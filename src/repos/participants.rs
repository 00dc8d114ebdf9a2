// src/repos/participants.rs

use std::fmt;

use async_trait::async_trait;
use sqlx::PgPool;

use crate::models::participant::{NewParticipant, Participant};

/// Storage-layer failure classes the rest of the system cares about. The
/// registrar translates these into its user-facing taxonomy.
#[derive(Debug)]
pub enum StoreError {
    /// Unique constraint violation. Carries the constraint name when the
    /// backend reports one, so identity duplicates can be told apart from
    /// referral-code collisions.
    DuplicateKey { constraint: Option<String> },
    /// The participants table (or schema) is missing entirely.
    TableMissing,
    PermissionDenied,
    /// Transient: pool exhausted, connection refused, network trouble.
    Unavailable(String),
    /// Anything else the server reported.
    Server(String),
}

impl StoreError {
    pub fn is_referral_code_collision(&self) -> bool {
        matches!(self, StoreError::DuplicateKey { constraint: Some(c) } if c.contains("referral_code"))
    }
}

impl fmt::Display for StoreError {
    fn fmt(&self, f: &mut fmt::Formatter<'_>) -> fmt::Result {
        match self {
            StoreError::DuplicateKey {
                constraint: Some(c),
            } => write!(f, "duplicate key ({})", c),
            StoreError::DuplicateKey { constraint: None } => write!(f, "duplicate key"),
            StoreError::TableMissing => write!(f, "participants table is missing"),
            StoreError::PermissionDenied => write!(f, "storage permission denied"),
            StoreError::Unavailable(msg) => write!(f, "storage unavailable: {}", msg),
            StoreError::Server(msg) => write!(f, "storage server error: {}", msg),
        }
    }
}

impl std::error::Error for StoreError {}

/// The registrar's and ranking resolver's view of persistent storage. Kept
/// narrow so tests can swap in an in-memory implementation.
#[async_trait]
pub trait ParticipantStore: Send + Sync {
    /// Looks up a participant by email or, when present, phone.
    async fn find_by_identity(
        &self,
        email: &str,
        phone: Option<&str>,
    ) -> Result<Option<Participant>, StoreError>;

    async fn find_by_referral_code(&self, code: &str)
    -> Result<Option<Participant>, StoreError>;

    async fn insert(&self, new: &NewParticipant) -> Result<Participant, StoreError>;

    /// Atomic in-place increment of a participant's bonus points.
    async fn add_bonus_points(&self, id: i64, delta: i64) -> Result<(), StoreError>;

    /// Up to `limit` participants ordered by base score descending, total
    /// time ascending. The final leaderboard ordering happens in the
    /// resolver.
    async fn list_top(&self, limit: i64) -> Result<Vec<Participant>, StoreError>;
}

const PARTICIPANT_COLUMNS: &str = "id, name, email, phone, base_score_percent, correct_count, \
     total_questions, total_time_spent_seconds, average_time_spent_seconds, own_referral_code, \
     referred_by, referral_bonus_points, created_at";

/// Postgres-backed implementation used in production.
#[derive(Clone)]
pub struct PgParticipantStore {
    pool: PgPool,
}

impl PgParticipantStore {
    pub fn new(pool: PgPool) -> Self {
        Self { pool }
    }
}

#[async_trait]
impl ParticipantStore for PgParticipantStore {
    async fn find_by_identity(
        &self,
        email: &str,
        phone: Option<&str>,
    ) -> Result<Option<Participant>, StoreError> {
        let query = format!(
            "SELECT {PARTICIPANT_COLUMNS} FROM participants \
             WHERE email = $1 OR (phone IS NOT NULL AND phone = $2) \
             LIMIT 1"
        );
        sqlx::query_as::<_, Participant>(&query)
            .bind(email)
            .bind(phone)
            .fetch_optional(&self.pool)
            .await
            .map_err(classify)
    }

    async fn find_by_referral_code(
        &self,
        code: &str,
    ) -> Result<Option<Participant>, StoreError> {
        let query =
            format!("SELECT {PARTICIPANT_COLUMNS} FROM participants WHERE own_referral_code = $1");
        sqlx::query_as::<_, Participant>(&query)
            .bind(code)
            .fetch_optional(&self.pool)
            .await
            .map_err(classify)
    }

    async fn insert(&self, new: &NewParticipant) -> Result<Participant, StoreError> {
        let query = format!(
            "INSERT INTO participants \
             (name, email, phone, base_score_percent, correct_count, total_questions, \
              total_time_spent_seconds, average_time_spent_seconds, own_referral_code, \
              referred_by, referral_bonus_points) \
             VALUES ($1, $2, $3, $4, $5, $6, $7, $8, $9, $10, $11) \
             RETURNING {PARTICIPANT_COLUMNS}"
        );
        sqlx::query_as::<_, Participant>(&query)
            .bind(&new.name)
            .bind(&new.email)
            .bind(&new.phone)
            .bind(new.base_score_percent)
            .bind(new.correct_count)
            .bind(new.total_questions)
            .bind(new.total_time_spent_seconds)
            .bind(new.average_time_spent_seconds)
            .bind(&new.own_referral_code)
            .bind(new.referred_by)
            .bind(new.referral_bonus_points)
            .fetch_one(&self.pool)
            .await
            .map_err(classify)
    }

    async fn add_bonus_points(&self, id: i64, delta: i64) -> Result<(), StoreError> {
        sqlx::query(
            "UPDATE participants SET referral_bonus_points = referral_bonus_points + $2 \
             WHERE id = $1",
        )
        .bind(id)
        .bind(delta)
        .execute(&self.pool)
        .await
        .map_err(classify)?;
        Ok(())
    }

    async fn list_top(&self, limit: i64) -> Result<Vec<Participant>, StoreError> {
        let query = format!(
            "SELECT {PARTICIPANT_COLUMNS} FROM participants \
             ORDER BY base_score_percent DESC, total_time_spent_seconds ASC \
             LIMIT $1"
        );
        sqlx::query_as::<_, Participant>(&query)
            .bind(limit)
            .fetch_all(&self.pool)
            .await
            .map_err(classify)
    }
}

/// Maps sqlx failures onto the storage taxonomy. Postgres error codes:
/// 23505 unique_violation, 42P01 undefined_table, 42501 insufficient_privilege.
fn classify(err: sqlx::Error) -> StoreError {
    match err {
        sqlx::Error::Database(db) => match db.code().as_deref() {
            Some("23505") => StoreError::DuplicateKey {
                constraint: db.constraint().map(str::to_string),
            },
            Some("42P01") => StoreError::TableMissing,
            Some("42501") => StoreError::PermissionDenied,
            _ => StoreError::Server(db.to_string()),
        },
        e @ (sqlx::Error::PoolTimedOut | sqlx::Error::PoolClosed) => {
            StoreError::Unavailable(e.to_string())
        }
        sqlx::Error::Io(io) => StoreError::Unavailable(io.to_string()),
        other => StoreError::Server(other.to_string()),
    }
}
= = = = =
> Work order: A complete, exact transcription of the data above is required.

> Answer to this task:
filename src/repos/participants.rs
repository 00dc8d114ebdf9a2
// src/repos/participants.rs

use std::fmt;

use async_trait::async_trait;
use sqlx::PgPool;

use crate::models::participant::{NewParticipant, Participant};

/// Storage-layer failure classes the rest of the system cares about. The
/// registrar translates these into its user-facing taxonomy.
#[derive(Debug)]
pub enum StoreError {
    /// Unique constraint violation. Carries the constraint name when the
    /// backend reports one, so identity duplicates can be told apart from
    /// referral-code collisions.
    DuplicateKey { constraint: Option<String> },
    /// The participants table (or schema) is missing entirely.
    TableMissing,
    PermissionDenied,
    /// Transient: pool exhausted, connection refused, network trouble.
    Unavailable(String),
    /// Anything else the server reported.
    Server(String),
}

impl StoreError {
    pub fn is_referral_code_collision(&self) -> bool {
        matches!(self, StoreError::DuplicateKey { constraint: Some(c) } if c.contains("referral_code"))
    }
}

impl fmt::Display for StoreError {
    fn fmt(&self, f: &mut fmt::Formatter<'_>) -> fmt::Result {
        match self {
            StoreError::DuplicateKey {
                constraint: Some(c),
            } => write!(f, "duplicate key ({})", c),
            StoreError::DuplicateKey { constraint: None } => write!(f, "duplicate key"),
            StoreError::TableMissing => write!(f, "participants table is missing"),
            StoreError::PermissionDenied => write!(f, "storage permission denied"),
            StoreError::Unavailable(msg) => write!(f, "storage unavailable: {}", msg),
            StoreError::Server(msg) => write!(f, "storage server error: {}", msg),
        }
    }
}

impl std::error::Error for StoreError {}

/// The registrar's and ranking resolver's view of persistent storage. Kept
/// narrow so tests can swap in an in-memory implementation.
#[async_trait]
pub trait ParticipantStore: Send + Sync {
    /// Looks up a participant by email or, when present, phone.
    async fn find_by_identity(
        &self,
        email: &str,
        phone: Option<&str>,
    ) -> Result<Option<Participant>, StoreError>;

    async fn find_by_referral_code(&self, code: &str)
    -> Result<Option<Participant>, StoreError>;

    async fn insert(&self, new: &NewParticipant) -> Result<Participant, StoreError>;

    /// Atomic in-place increment of a participant's bonus points.
    async fn add_bonus_points(&self, id: i64, delta: i64) -> Result<(), StoreError>;

    /// Up to `limit` participants ordered by base score descending, total
    /// time ascending. The final leaderboard ordering happens in the
    /// resolver.
    async fn list_top(&self, limit: i64) -> Result<Vec<Participant>, StoreError>;
}

const PARTICIPANT_COLUMNS: &str = "id, name, email, phone, base_score_percent, correct_count, \
     total_questions, total_time_spent_seconds, average_time_spent_seconds, own_referral_code, \
     referred_by, referral_bonus_points, created_at";

/// Postgres-backed implementation used in production.
#[derive(Clone)]
pub struct PgParticipantStore {
    pool: PgPool,
}

impl PgParticipantStore {
    pub fn new(pool: PgPool) -> Self {
        Self { pool }
    }
}

#[async_trait]
impl ParticipantStore for PgParticipantStore {
    async fn find_by_identity(
        &self,
        email: &str,
        phone: Option<&str>,
    ) -> Result<Option<Participant>, StoreError> {
        let query = format!(
            "SELECT {PARTICIPANT_COLUMNS} FROM participants \
             WHERE email = $1 OR (phone IS NOT NULL AND phone = $2) \
             LIMIT 1"
        );
        sqlx::query_as::<_, Participant>(&query)
            .bind(email)
            .bind(phone)
            .fetch_optional(&self.pool)
            .await
            .map_err(classify)
    }

    async fn find_by_referral_code(
        &self,
        code: &str,
    ) -> Result<Option<Participant>, StoreError> {
        let query =
            format!("SELECT {PARTICIPANT_COLUMNS} FROM participants WHERE own_referral_code = $1");
        sqlx::query_as::<_, Participant>(&query)
            .bind(code)
            .fetch_optional(&self.pool)
            .await
            .map_err(classify)
    }

    async fn insert(&self, new: &NewParticipant) -> Result<Participant, StoreError> {
        let query = format!(
            "INSERT INTO participants \
             (name, email, phone, base_score_percent, correct_count, total_questions, \
              total_time_spent_seconds, average_time_spent_seconds, own_referral_code, \
              referred_by, referral_bonus_points) \
             VALUES ($1, $2, $3, $4, $5, $6, $7, $8, $9, $10, $11) \
             RETURNING {PARTICIPANT_COLUMNS}"
        );
        sqlx::query_as::<_, Participant>(&query)
            .bind(&new.name)
            .bind(&new.email)
            .bind(&new.phone)
            .bind(new.base_score_percent)
            .bind(new.correct_count)
            .bind(new.total_questions)
            .bind(new.total_time_spent_seconds)
            .bind(new.average_time_spent_seconds)
            .bind(&new.own_referral_code)
            .bind(new.referred_by)
            .bind(new.referral_bonus_points)
            .fetch_one(&self.pool)
            .await
            .map_err(classify)
    }

    async fn add_bonus_points(&self, id: i64, delta: i64) -> Result<(), StoreError> {
        sqlx::query(
            "UPDATE participants SET referral_bonus_points = referral_bonus_points + $2 \
             WHERE id = $1",
        )
        .bind(id)
        .bind(delta)
        .execute(&self.pool)
        .await
        .map_err(classify)?;
        Ok(())
    }

    async fn list_top(&self, limit: i64) -> Result<Vec<Participant>, StoreError> {
        let query = format!(
            "SELECT {PARTICIPANT_COLUMNS} FROM participants \
             ORDER BY base_score_percent DESC, total_time_spent_seconds ASC \
             LIMIT $1"
        );
        sqlx::query_as::<_, Participant>(&query)
            .bind(limit)
            .fetch_all(&self.pool)
            .await
            .map_err(classify)
    }
}

/// Maps sqlx failures onto the storage taxonomy. Postgres error codes:
/// 23505 unique_violation, 42P01 undefined_table, 42501 insufficient_privilege.
fn classify(err: sqlx::Error) -> StoreError {
    match err {
        sqlx::Error::Database(db) => match db.code().as_deref() {
            Some("23505") => StoreError::DuplicateKey {
                constraint: db.constraint().map(str::to_string),
            },
            Some("42P01") => StoreError::TableMissing,
            Some("42501") => StoreError::PermissionDenied,
            _ => StoreError::Server(db.to_string()),
        },
        e @ (sqlx::Error::PoolTimedOut | sqlx::Error::PoolClosed) => {
            StoreError::Unavailable(e.to_string())
        }
        sqlx::Error::Io(io) => StoreError::Unavailable(io.to_string()),
        other => StoreError::Server(other.to_string()),
    }
}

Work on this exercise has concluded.